Forse con Ronaldo, il fenomeno. Contro ci ho giocato e so quanto era forte, giocarci insieme sarebbe stato figo.
C’è un ricordo che ancora oggi ti porti nel cuore della tua esperienza alla Lazio, che vorresti rivivere?
Penso alla finale di Supercoppa con il Manchester United, quella vittoria è stata magica. Ma poi penso anche all’attesa dello scudetto, che invece mi ha dato una scarica di adrenalina che forse vorrei rivivere. È stata una cosa indescrivibile. Noieravamo tuttinegli spogliatoi ma io non riuscivo a stare fermo, facevo avanti e indietro tra gli spogliatoi e la palestra, poi andavo verso il campo e tornavo negli spogliatoi, o entravo nella sala a guardare la tv… ho corso più durante quell’attesa che nella partita che avevo appena giocato.
Poi quando è arrivato il fischio finale di Perugia-Juventus abbiamo stappato le bottiglie di champagne e festeggiato negli spogliatoi, ma non eravamo preparati, non pensavamo che la Juventus sarebbe andata a perdere a Perugia, lo speravamo ma in fondo eravamo impreparati!
Parliamo di oggi.Sei stato compagno di squadra di Simone Inzaghi per diverse stagioni, quanto ritrovi dell’Inzaghi giocatore nell’Inzaghi allenatore?
Sinceramente non pensavo che volesse diventare allenatore, ma ha saputo far bene e speriamo che continui così. È sicuramente un bravo ragazzo che sa farsi voler bene. E quando ti fai volere bene, i giocatori giocano anche per te. Ed era così anche quando eravamo giocatori, è sempre stato un bravo ragazzo ed è rimasto umile.
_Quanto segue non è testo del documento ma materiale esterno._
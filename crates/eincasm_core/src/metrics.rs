//! Step metrics and logging setup.
//!
//! Provides structured logging and per-rule timing for monitoring
//! simulation performance.

use std::collections::HashMap;
use std::sync::atomic::{AtomicU64, Ordering};
use std::sync::Mutex;
use std::time::{Duration, Instant};

/// Invocation count and cumulative time of one update rule.
#[derive(Debug, Clone, Copy, Default, PartialEq, Eq)]
pub struct RuleTiming {
    pub calls: u64,
    pub total: Duration,
}

/// Metrics collector for simulation steps.
pub struct Metrics {
    step_count: AtomicU64,
    log_interval: AtomicU64,
    rules: Mutex<HashMap<String, RuleTiming>>,
    start_time: Instant,
}

impl Default for Metrics {
    fn default() -> Self {
        Self::new()
    }
}

impl Metrics {
    #[must_use]
    pub fn new() -> Self {
        Self {
            step_count: AtomicU64::new(0),
            log_interval: AtomicU64::new(1000),
            rules: Mutex::new(HashMap::new()),
            start_time: Instant::now(),
        }
    }

    /// Steps between summary log lines; 0 disables them.
    pub fn set_log_interval(&self, interval: u64) {
        self.log_interval.store(interval, Ordering::Relaxed);
    }

    /// Records a completed step and its duration.
    pub fn record_step(&self, duration: Duration, period: u64) {
        let step = self.step_count.fetch_add(1, Ordering::Relaxed) + 1;
        let interval = self.log_interval.load(Ordering::Relaxed);
        if interval > 0 && step % interval == 0 {
            tracing::info!(
                step = step,
                period = period,
                duration_ms = duration.as_millis() as u64,
                "Simulation step"
            );
        }
    }

    pub fn record_rule(&self, name: &str, duration: Duration) {
        let mut rules = self.rules.lock().unwrap_or_else(|e| e.into_inner());
        let entry = rules.entry(name.to_string()).or_default();
        entry.calls += 1;
        entry.total += duration;
    }

    #[must_use]
    pub fn rule_timing(&self, name: &str) -> Option<RuleTiming> {
        let rules = self.rules.lock().unwrap_or_else(|e| e.into_inner());
        rules.get(name).copied()
    }

    #[must_use]
    pub fn step_count(&self) -> u64 {
        self.step_count.load(Ordering::Relaxed)
    }

    #[must_use]
    pub fn elapsed(&self) -> Duration {
        self.start_time.elapsed()
    }

    /// Logs cumulative per-rule timings at debug level.
    pub fn log_rule_summary(&self) {
        let rules = self.rules.lock().unwrap_or_else(|e| e.into_inner());
        let mut names: Vec<_> = rules.keys().collect();
        names.sort();
        for name in names {
            let t = rules[name];
            tracing::debug!(
                rule = %name,
                calls = t.calls,
                total_ms = t.total.as_millis() as u64,
                "Rule timing"
            );
        }
    }
}

/// Initialize tracing subscriber for logging. Honours `RUST_LOG`, defaults to info.
pub fn init_logging() {
    let filter = tracing_subscriber::EnvFilter::try_from_default_env()
        .unwrap_or_else(|_| tracing_subscriber::EnvFilter::new("info"));
    tracing::subscriber::set_global_default(
        tracing_subscriber::FmtSubscriber::builder()
            .with_env_filter(filter)
            .finish(),
    )
    .ok();
}

#[cfg(test)]
mod tests {
    use super::*;

    #[test]
    fn test_metrics_new() {
        let metrics = Metrics::new();
        assert_eq!(metrics.step_count(), 0);
    }

    #[test]
    fn test_record_step() {
        let metrics = Metrics::new();
        metrics.record_step(Duration::from_millis(16), 1);
        assert_eq!(metrics.step_count(), 1);
    }

    #[test]
    fn test_record_rule_accumulates() {
        let metrics = Metrics::new();
        metrics.record_rule("flow", Duration::from_millis(2));
        metrics.record_rule("flow", Duration::from_millis(3));
        let t = metrics.rule_timing("flow").unwrap();
        assert_eq!(t.calls, 2);
        assert_eq!(t.total, Duration::from_millis(5));
        assert!(metrics.rule_timing("grow").is_none());
    }
}
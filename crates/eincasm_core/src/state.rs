//! Global simulation state visible to update rules.

use serde::{Deserialize, Serialize};
use std::collections::BTreeMap;

/// Key under which the step counter is exposed to rule declarations.
pub const PERIOD: &str = "period";

/// Simulation-wide state. Rules read it only through keys they declare, and
/// write it only when they declare themselves state-mutating.
#[derive(Debug, Clone, Default, PartialEq, Serialize, Deserialize)]
pub struct SimulationState {
    /// Monotonic step counter, advanced by the period rule.
    pub period: u64,
    /// Additional named scalars.
    #[serde(default)]
    pub values: BTreeMap<String, f64>,
}

impl SimulationState {
    #[must_use]
    pub fn new() -> Self {
        Self::default()
    }

    #[must_use]
    pub fn has(&self, key: &str) -> bool {
        key == PERIOD || self.values.contains_key(key)
    }

    #[must_use]
    pub fn get(&self, key: &str) -> Option<f64> {
        if key == PERIOD {
            Some(self.period as f64)
        } else {
            self.values.get(key).copied()
        }
    }

    /// Sets a named value. Writing `period` truncates to a whole step count.
    pub fn set(&mut self, key: &str, value: f64) {
        if key == PERIOD {
            self.period = value.max(0.0) as u64;
        } else {
            self.values.insert(key.to_string(), value);
        }
    }
}

#[cfg(test)]
mod tests {
    use super::*;

    #[test]
    fn test_period_always_present() {
        let mut state = SimulationState::new();
        assert!(state.has(PERIOD));
        assert_eq!(state.get(PERIOD), Some(0.0));
        state.set(PERIOD, 3.0);
        assert_eq!(state.period, 3);
    }

    #[test]
    fn test_named_values() {
        let mut state = SimulationState::new();
        assert!(!state.has("temperature"));
        state.set("temperature", 0.5);
        assert_eq!(state.get("temperature"), Some(0.5));
    }
}
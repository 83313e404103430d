mod common;

use common::SimulationBuilder;
use eincasm_core::{ChannelSpec, Declaration, Field};

fn parent_world() -> eincasm_core::Simulation {
    SimulationBuilder::new(3, 2)
        .with_channel("body", ChannelSpec::new().with_components(5))
        .with_subchannel("front", "body", vec![0, 1, 2])
        .with_subchannel("scattered", "body", vec![4, 1])
        .with_subchannel("front_tail", "front", vec![2])
        .build()
}

#[test]
fn test_subchannel_write_changes_exactly_its_components() {
    let mut sim = parent_world();
    sim.add_fn(Declaration::new("paint_front").writes(["front"]), |ctx| {
        let mut f = Field::zeros(ctx.shape(), 3);
        for (c, plane) in f.planes_mut().enumerate() {
            plane.fill(c as f32 + 1.0);
        }
        ctx.write("front", f)
    })
    .unwrap();
    sim.init_all_channels().unwrap();
    sim.update().unwrap();

    let body = sim.read("body").unwrap();
    for (c, expected) in [1.0, 2.0, 3.0, 0.0, 0.0].into_iter().enumerate() {
        assert!(
            body.plane(c).iter().all(|&v| v == expected),
            "component {c} should be {expected}"
        );
    }
}

#[test]
fn test_parent_write_visible_through_subchannels() {
    let mut sim = parent_world();
    let mut body = Field::zeros(sim.shape(), 5);
    for (c, plane) in body.planes_mut().enumerate() {
        plane.fill(10.0 * c as f32);
    }
    sim.write("body", &body).unwrap();

    let scattered = sim.read("scattered").unwrap();
    assert_eq!(scattered.components(), 2);
    assert!(scattered.plane(0).iter().all(|&v| v == 40.0));
    assert!(scattered.plane(1).iter().all(|&v| v == 10.0));

    // Nested sub-channel resolves through its parent to the root.
    let tail = sim.read("front_tail").unwrap();
    assert!(tail.as_slice().iter().all(|&v| v == 20.0));
}

#[test]
fn test_overlapping_aliases_share_storage() {
    let mut sim = parent_world();
    let shape = sim.shape();
    let mut scattered = Field::zeros(shape, 2);
    scattered.plane_mut(1).fill(-4.0);
    sim.write("scattered", &scattered).unwrap();
    // Component 1 of body is both front[1] and scattered[1].
    assert!(sim
        .read("front")
        .unwrap()
        .plane(1)
        .iter()
        .all(|&v| v == -4.0));
    assert_eq!(sim.substrate().total_planes(), 5);
}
Negli ultimi anni sei spesso stato presente alla festa di fine anno del Lazio Club Milano e tutti noi siamo ovviamente grati di questo affetto e di questa vicinanza. Cosa rappresenta per te questo evento?
Io vi voglio bene, veramente! Che ci sia un Lazio Club a Milano è una cosa bellissima, così come il fatto che voi pensiate a me ed è sempre un piacere stare con voi.
Un saluto a tutti i soci del Lazio Club Milano.
Beh, l’ho appena detto… vi voglio davvero tanto bene!